L’opposition de gauche a commémoré lundi le cinquantième anniversaire de la répression meurtrière d’une manifestation d’Algériens le 17 octobre 1961 à Paris, un « crime » jamais reconnu officiellement par l’Etat français.
Le premier geste du candidat officiel du Parti socialiste à l’élection présidentielle de 2012, François Hollande, a été de jeter une rose dans la Seine depuis le pont de Clichy, en hommage aux Algériens tués cette nuit-là alors qu’ils défilaient pour réclamer l’indépendance de leur pays, déclarée en 1962.
Le maire de Paris Bertrand Delanoë a pour sa part déposé une gerbe de fleurs à l’angle du pont Saint-Michel, en face de la préfecture de police de Paris, en compagnie de l’ambassadeur d’Algérie en France, Missoum Sbih. En 2001, il avait dévoilé une plaque commémorative au même endroit.
« Il y a eu un crime terrible le 17 octobre 1961 à Paris, ici-même (…) cela a été fait avec soit la passivité, soit la décision des autorités politiques de la France, donc il faut savoir regarder son passé avec courage et honnêteté », a-t-il déclaré.
Une vingtaine de manifestations sont prévues lundi dans toute la France pour commémorer la nuit du 17 octobre 1961. Dimanche, la ville de Nanterre, dans les Hauts-de-Seine, a renommé l’une de ses artères « Boulevard du 17 octobre 1961 ».
« On peut enfin parler de choses douloureuses, on peut enfin commencer à faire le deuil sur cet événement », s’est réjoui Mehdi Lallaoui, président de l’association Au nom de la mémoire.
« Ça témoigne d’une prise de conscience citoyenne qui participe du devoir de mémoire », a confirmé l’ambassadeur Missoum Sbih.
Mais de nombreuses associations déplorent que 50 ans après les faits, l’Etat français n’ait toujours pas reconnu sa responsabilité dans cette répression qui aurait fait, selon les estimations, entre 48 et 300 morts.
UNE PROPOSITION AU SÉNAT
« Je ne demande pas la repentance, la reconnaissance, c’est tout », a dit à Reuters Mohamed Ghafir, responsable du mouvement indépendantiste algérien pour la rive gauche de Paris à l’époque.
Pierre Tartakowsky, président de la ligue des droits de l’homme, a dit n’avoir « qu’un seul regret, c’est de constater que le gouvernement ne dit mot, et n’éclaire pas ce qui doit être éclairé ».
« On ne construit pas la démocratie (…) sur l’oubli ou sur le mensonge », a-t-il déclaré.
Plusieurs maires socialistes de la région parisienne et Europe-Ecologie les Verts appellent ainsi l’Etat à reconnaître sa responsabilité.
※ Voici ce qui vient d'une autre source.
#[cfg(test)]
mod tests {
    use super::*;
    use proptest::prelude::*;

    #[test]
    fn deterministic_behavior() {
        let a = decide("loam", "wheat", "vegetative", 20.0, 25.0, 10.0);
        let b = decide("loam", "wheat", "vegetative", 20.0, 25.0, 10.0);
        assert_eq!(a, b);
        assert_eq!(
            serde_json::to_string(&a).unwrap(),
            serde_json::to_string(&b).unwrap()
        );
    }

    #[test]
    fn over_saturation_rule() {
        let result = decide("clay", "rice", "vegetative", 85.0, 28.0, 20.0);
        assert!(!result.need_irrigation);
        assert_eq!(result.water_required_mm, 0.0);
        assert_eq!(result.duration_minutes, 0);
        assert!(result.risks.iter().any(|r| r.contains("Over-saturation")));
        assert!(result.explanation.to_lowercase().contains("waterlogging"));
        assert_eq!(result.irrigation_method, IrrigationMethod::Flood);
    }

    #[test]
    fn saturation_guard_short_circuits_for_every_soil() {
        for soil in ["clay", "loam", "sandy", "unknown"] {
            let result = decide(soil, "wheat", "flowering", 99.0, 45.0, 0.0);
            assert!(!result.need_irrigation, "{}", soil);
            assert_eq!(result.water_required_mm, 0.0);
            assert_eq!(result.frequency_days, 0);
            assert_eq!(
                result.risks,
                vec!["Over-saturation risk", "Waterlogging", "Root rot possible"]
            );
            assert!(result.explanation.contains("waterlogging"));
        }
    }

    #[test]
    fn high_rainfall_probability() {
        let result = decide("loam", "wheat", "vegetative", 22.0, 25.0, 75.0);
        // (5.0 + 3 * 0.5) * 0.2 = 1.3
        assert!(result.water_required_mm <= 2.0 || !result.need_irrigation);
        assert!(result.need_irrigation);
        assert_eq!(result.water_required_mm, 1.3);
    }

    #[test]
    fn certain_rain_cancels_irrigation() {
        let result = decide("loam", "wheat", "vegetative", 10.0, 35.0, 85.0);
        assert!(!result.need_irrigation);
        assert_eq!(result.water_required_mm, 0.0);
        assert!(result.explanation.contains("Rain is likely"));
    }

    #[test]
    fn sandy_soil_frequent_irrigation() {
        let sandy = decide("sandy", "wheat", "vegetative", 15.0, 25.0, 10.0);
        let clay = decide("clay", "wheat", "vegetative", 30.0, 25.0, 10.0);
        assert!(sandy.frequency_days < clay.frequency_days);
        assert_eq!(sandy.frequency_days, 2);
        assert_eq!(clay.frequency_days, 5);
    }

    #[test]
    fn sandy_dry_field_needs_water() {
        let result = decide("sandy", "wheat", "vegetative", 9.0, 25.0, 10.0);
        assert!(result.need_irrigation);
        assert_eq!(result.frequency_days, 2);
        assert!(result.risks.join(" ").to_lowercase().contains("wilting"));
    }

    #[test]
    fn sandy_at_optimal_min_is_not_irrigated() {
        // 15% is the bottom of the sandy optimal band, not below it
        let result = decide("sandy", "wheat", "vegetative", 15.0, 25.0, 10.0);
        assert!(!result.need_irrigation);
        assert_eq!(result.frequency_days, 2);
    }

    #[test]
    fn frequency_ordering_for_identical_inputs() {
        let days: Vec<u32> = ["sandy", "loam", "clay"]
            .iter()
            .map(|s| decide(s, "wheat", "vegetative", 20.0, 25.0, 10.0).frequency_days)
            .collect();
        assert_eq!(days, vec![2, 3, 5]);
    }

    #[test]
    fn flowering_stage_priority() {
        let flowering = decide("loam", "wheat", "flowering", 20.0, 25.0, 10.0);
        let vegetative = decide("loam", "wheat", "vegetative", 20.0, 25.0, 10.0);
        assert!(flowering.need_irrigation && vegetative.need_irrigation);
        assert!(flowering.water_required_mm > vegetative.water_required_mm);
        // 6 * 1.15 + 2.5 = 9.4 vs 5 + 2.5 = 7.5
        assert_eq!(flowering.water_required_mm, 9.4);
        assert_eq!(vegetative.water_required_mm, 7.5);
    }

    #[test]
    fn temperature_adjustment() {
        let hot = decide("loam", "wheat", "vegetative", 20.0, 35.0, 10.0);
        let cool = decide("loam", "wheat", "vegetative", 20.0, 18.0, 10.0);
        assert!(hot.water_required_mm > cool.water_required_mm);
    }

    #[test]
    fn critical_wilting_point() {
        let result = decide("loam", "wheat", "vegetative", 15.0, 25.0, 10.0);
        assert!(result.need_irrigation);
        assert!(result.risks.join(" ").to_lowercase().contains("wilting"));
        assert!(result.explanation.contains("wilting"));
    }

    #[test]
    fn irrigation_method_selection() {
        let rice = decide("clay", "rice", "vegetative", 30.0, 28.0, 10.0);
        assert_eq!(rice.irrigation_method, IrrigationMethod::Flood);
        let wheat = decide("loam", "wheat", "vegetative", 20.0, 25.0, 10.0);
        assert_eq!(wheat.irrigation_method, IrrigationMethod::Drip);
        let cane = decide("loam", "sugarcane", "vegetative", 20.0, 25.0, 10.0);
        assert_eq!(cane.irrigation_method, IrrigationMethod::Furrow);
    }

    #[test]
    fn duration_calculation() {
        let result = decide("loam", "wheat", "vegetative", 20.0, 25.0, 10.0);
        assert!(result.need_irrigation);
        // 7.5 mm at 10 mm/h
        assert_eq!(result.duration_minutes, 45);
        assert_eq!(duration_minutes(0.0), 0);
        assert_eq!(duration_minutes(12.3), 74);
    }

    #[test]
    fn no_irrigation_adequate_moisture() {
        let result = decide("loam", "wheat", "vegetative", 28.0, 25.0, 10.0);
        assert!(!result.need_irrigation);
        assert_eq!(result.water_required_mm, 0.0);
        assert_eq!(result.duration_minutes, 0);
        assert_eq!(result.frequency_days, 3);
    }

    #[test]
    fn case_insensitive_inputs() {
        let upper = decide("CLAY", "WHEAT", "FLOWERING", 30.0, 25.0, 10.0);
        let lower = decide("clay", "wheat", "flowering", 30.0, 25.0, 10.0);
        assert_eq!(upper, lower);
        let padded = decide("  Clay ", " Wheat", "Flowering ", 30.0, 25.0, 10.0);
        assert_eq!(padded, lower);
    }

    #[test]
    fn unknown_crop_defaults_to_wheat() {
        let unknown = decide("loam", "unknown_crop_xyz", "vegetative", 20.0, 25.0, 10.0);
        let wheat = decide("loam", "wheat", "vegetative", 20.0, 25.0, 10.0);
        assert_eq!(unknown.water_required_mm, wheat.water_required_mm);
        assert_eq!(unknown.irrigation_method, IrrigationMethod::Drip);
    }

    #[test]
    fn unknown_soil_defaults_to_loam_but_keeps_name() {
        let unknown = decide("volcanic", "wheat", "vegetative", 20.0, 25.0, 10.0);
        let loam = decide("loam", "wheat", "vegetative", 20.0, 25.0, 10.0);
        assert_eq!(unknown.water_required_mm, loam.water_required_mm);
        assert_eq!(unknown.frequency_days, 3);
        assert!(unknown.explanation.contains("volcanic soil"));
    }

    #[test]
    fn unknown_stage_uses_flat_need() {
        // 5.0 + 2.5 for rice with an unrecognised stage
        let result = decide("loam", "rice", "tillering", 20.0, 25.0, 10.0);
        assert_eq!(result.water_required_mm, 7.5);
    }

    #[test]
    fn extreme_temperature_risks() {
        let hot = decide("loam", "wheat", "vegetative", 25.0, 42.0, 10.0);
        assert!(hot.risks.join(" ").to_lowercase().contains("heat"));
        let cold = decide("loam", "wheat", "vegetative", 25.0, 5.0, 10.0);
        assert!(cold.risks.join(" ").to_lowercase().contains("cold"));
    }

    #[test]
    fn nonsensical_inputs_do_not_panic() {
        let cases = [
            (-40.0, -30.0, -5.0),
            (150.0, 60.0, 300.0),
            (f64::NAN, f64::NAN, f64::NAN),
            (f64::NEG_INFINITY, f64::INFINITY, 50.0),
        ];
        for (moisture, temp, rain) in cases {
            let result = decide("", "", "", moisture, temp, rain);
            assert!(result.water_required_mm >= 0.0);
            assert!(!result.risks.is_empty());
        }
    }

    #[test]
    fn water_rounds_from_exact_decimal_value() {
        // 5.0 * 0.76 + 35 * 0.5 = 21.3, halved by rain
        let cool = decide("clay", "rice", "germination", 0.0, 13.0, 50.0);
        assert_eq!(cool.water_required_mm, 10.7);
        assert_eq!(cool.duration_minutes, 64);
        assert!(cool.explanation.contains("Apply about 10.7mm of water."));

        let mild = decide("clay", "rice", "germination", 0.0, 19.0, 50.0);
        assert_eq!(mild.water_required_mm, 10.9);
        assert_eq!(mild.duration_minutes, 65);
    }

    #[test]
    fn infinite_dryness_does_not_irrigate() {
        let result = decide("loam", "wheat", "vegetative", f64::NEG_INFINITY, 25.0, 10.0);
        assert!(!result.need_irrigation);
        assert_eq!(result.water_required_mm, 0.0);
        assert_eq!(result.duration_minutes, 0);
        let json = serde_json::to_string(&result).unwrap();
        let parsed: DecisionResult = serde_json::from_str(&json).unwrap();
        assert_eq!(parsed, result);
    }

    #[test]
    fn advisor_trait_matches_free_function() {
        let input = DecisionInput::new("sandy", "maize", "flowering", 8.0, 34.0, 25.0);
        assert_eq!(
            IrrigationAdvisor.advise(&input),
            decide("sandy", "maize", "flowering", 8.0, 34.0, 25.0)
        );
        assert_eq!(IrrigationAdvisor.id(), "irrigation");
    }

    proptest! {
        #[test]
        fn water_is_never_negative_and_tracks_need(
            moisture in -20.0f64..120.0,
            temp in -20.0f64..55.0,
            rain in -10.0f64..110.0,
        ) {
            let result = decide("loam", "maize", "vegetative", moisture, temp, rain);
            prop_assert!(result.water_required_mm >= 0.0);
            prop_assert!(!result.risks.is_empty());
            if result.need_irrigation {
                prop_assert!(result.water_required_mm >= MIN_APPLICATION_MM);
            } else {
                prop_assert_eq!(result.water_required_mm, 0.0);
                prop_assert_eq!(result.duration_minutes, 0);
            }
        }

        #[test]
        fn saturated_soil_never_irrigates(
            excess in 0.001f64..50.0,
            temp in -20.0f64..55.0,
            rain in 0.0f64..100.0,
        ) {
            for (soil, profile) in [("clay", tables::CLAY), ("loam", tables::LOAM), ("sandy", tables::SANDY)] {
                let result = decide(soil, "rice", "flowering", profile.saturation + excess, temp, rain);
                prop_assert!(!result.need_irrigation);
                prop_assert_eq!(result.water_required_mm, 0.0);
                prop_assert!(result.explanation.contains("waterlogging"));
            }
        }

        #[test]
        fn flowering_never_gets_less_water(
            moisture in 0.0f64..40.0,
            temp in 0.0f64..45.0,
            rain in 0.0f64..100.0,
        ) {
            let flowering = decide("clay", "cotton", "flowering", moisture, temp, rain);
            let vegetative = decide("clay", "cotton", "vegetative", moisture, temp, rain);
            prop_assert!(flowering.water_required_mm >= vegetative.water_required_mm);
        }
    }
}
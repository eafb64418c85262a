//! Plain-text rendering of advisor output for the terminal.

use farmadvisor::logic::{tables, Advisor, FertilizerAdvisor, IrrigationAdvisor, YieldAdvisor};
use farmadvisor::models::{
    AlertLevel, Crop, DecisionResult, FertilizerAdvice, SoilType, WateringDay, YieldEstimate,
};

const RULE: &str = "────────────────────────────────────────";

fn heading(title: &str) -> Vec<String> {
    vec![title.to_string(), RULE.to_string()]
}

pub fn irrigation(result: &DecisionResult) -> String {
    let level = AlertLevel::from_risks(&result.risks);
    let mut lines = heading(IrrigationAdvisor.name());

    lines.push(format!(
        "Irrigate:   {}",
        if result.need_irrigation { "YES" } else { "NO" }
    ));
    if result.need_irrigation {
        lines.push(format!("Water:      {} mm", result.water_required_mm));
        lines.push(format!("Duration:   {} min", result.duration_minutes));
    }
    lines.push(format!("Method:     {}", result.irrigation_method));
    if result.frequency_days > 0 {
        lines.push(format!("Frequency:  every {} days", result.frequency_days));
    }
    lines.push(String::new());

    lines.push(format!("Status: {} {}", level.symbol(), level));
    for risk in &result.risks {
        lines.push(format!("  - {}", risk));
    }
    lines.push(String::new());
    lines.push(result.explanation.clone());

    lines.join("\n")
}

pub fn plan(result: &DecisionResult, days: &[WateringDay]) -> String {
    let mut lines = vec![irrigation(result), String::new()];
    lines.extend(heading("7-Day Watering Plan"));

    for day in days {
        let action = if day.water {
            format!("water {} mm", result.water_required_mm)
        } else {
            "skip".to_string()
        };
        lines.push(format!("{} {}  {}", day.weekday(), day.date, action));
    }

    lines.join("\n")
}

pub fn fertilizer(advice: &FertilizerAdvice) -> String {
    let mut lines = heading(FertilizerAdvisor.name());

    lines.push(format!("Seasonal total (N-P-K): {} kg/acre", advice.total_npk));
    lines.push(format!("This stage (N-P-K):     {} kg/acre", advice.stage_npk));
    lines.push(String::new());

    lines.push("Application timing:".to_string());
    for step in &advice.timing {
        lines.push(format!("  - {}", step));
    }

    if !advice.organic_alternatives.is_empty() {
        lines.push(String::new());
        lines.push("Organic alternatives:".to_string());
        for alt in &advice.organic_alternatives {
            lines.push(format!("  {}", alt));
        }
    }

    lines.push(String::new());
    lines.push(advice.explanation.clone());

    lines.join("\n")
}

pub fn yield_estimate(estimate: &YieldEstimate) -> String {
    let mut lines = heading(YieldAdvisor.name());

    lines.push(format!(
        "Expected yield:   {} quintals/acre ({} - {})",
        estimate.expected_yield, estimate.yield_min, estimate.yield_max
    ));
    lines.push(format!(
        "Water:            {} ({}% of need)",
        estimate.water_status, estimate.water_fulfillment
    ));
    lines.push(format!("Cost:             ₹{}", estimate.cost));
    lines.push(format!("Revenue:          ₹{}", estimate.revenue));
    lines.push(format!("Profit:           ₹{}", estimate.profit));
    lines.push(format!("ROI:              {}%", estimate.roi));
    if estimate.water_status.is_deficit() {
        lines.push(format!(
            "{} Yield is limited by water supply",
            AlertLevel::Warning.symbol()
        ));
    }
    lines.push(String::new());
    lines.push(estimate.explanation.clone());

    lines.join("\n")
}

pub fn reference_tables() -> String {
    let mut lines = heading("Soil moisture thresholds (%)");
    lines.push(format!(
        "{:<8} {:>8} {:>8} {:>8} {:>8} {:>8} {:>6}",
        "Soil", "Capacity", "Wilting", "OptMin", "OptMax", "Saturat", "Every"
    ));
    for soil in [SoilType::Clay, SoilType::Loam, SoilType::Sandy] {
        let p = tables::soil_profile(Some(soil));
        lines.push(format!(
            "{:<8} {:>8} {:>8} {:>8} {:>8} {:>8} {:>5}d",
            soil.as_str(),
            p.field_capacity,
            p.wilting_point,
            p.optimal_min,
            p.optimal_max,
            p.saturation,
            tables::irrigation_frequency_days(Some(soil))
        ));
    }
    lines.push(String::new());

    lines.extend(heading("Daily crop water need (mm/day)"));
    lines.push(format!(
        "{:<10} {:>6} {:>6} {:>6} {:>6}  {}",
        "Crop", "Germ", "Veg", "Flower", "Harv", "Method"
    ));
    for crop in Crop::ALL {
        let w = tables::crop_water_profile(Some(crop));
        lines.push(format!(
            "{:<10} {:>6} {:>6} {:>6} {:>6}  {}",
            crop.as_str(),
            w.germination,
            w.vegetative,
            w.flowering,
            w.harvest,
            tables::irrigation_method(Some(crop))
        ));
    }

    lines.join("\n")
}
David Assouline, sénateur socialiste de Paris, entend présenter au Sénat une demande en ce sens.
Une pétition a par ailleurs été signée par plus de 100 personnes, dont l’ancien Premier ministre socialiste Michel Rocard.
Le 17 octobre 1961, à l’appel du mouvement indépendantiste algérien, entre 20.000 et 30.000 Algériens marchent dans Paris pour protester contre le couvre-feu imposé aux travailleurs algériens par le préfet de Paris, Maurice Papon. Nombreux sont ceux qui viennent des bidonvilles de la banlieue parisienne.
S’ensuit une répression policière d’une grande violence.
La police aurait tiré à balles réelles et jeté des hommes dans la Seine, selon de nombreux témoignages. Environ 12.000 manifestants sont interpellés et regroupés dans des enceintes sportives, où certains auraient été torturés.
Aujourd’hui, si les commémorations se multiplient, elles divisent encore le corps politique. Jean-Christophe Fromentin, maire de Neuilly, a ainsi rejeté la demande de six communes des Hauts-de-Seine, des Yvelines et du Val d’Oise d’organiser une cérémonie sur le pont de Neuilly.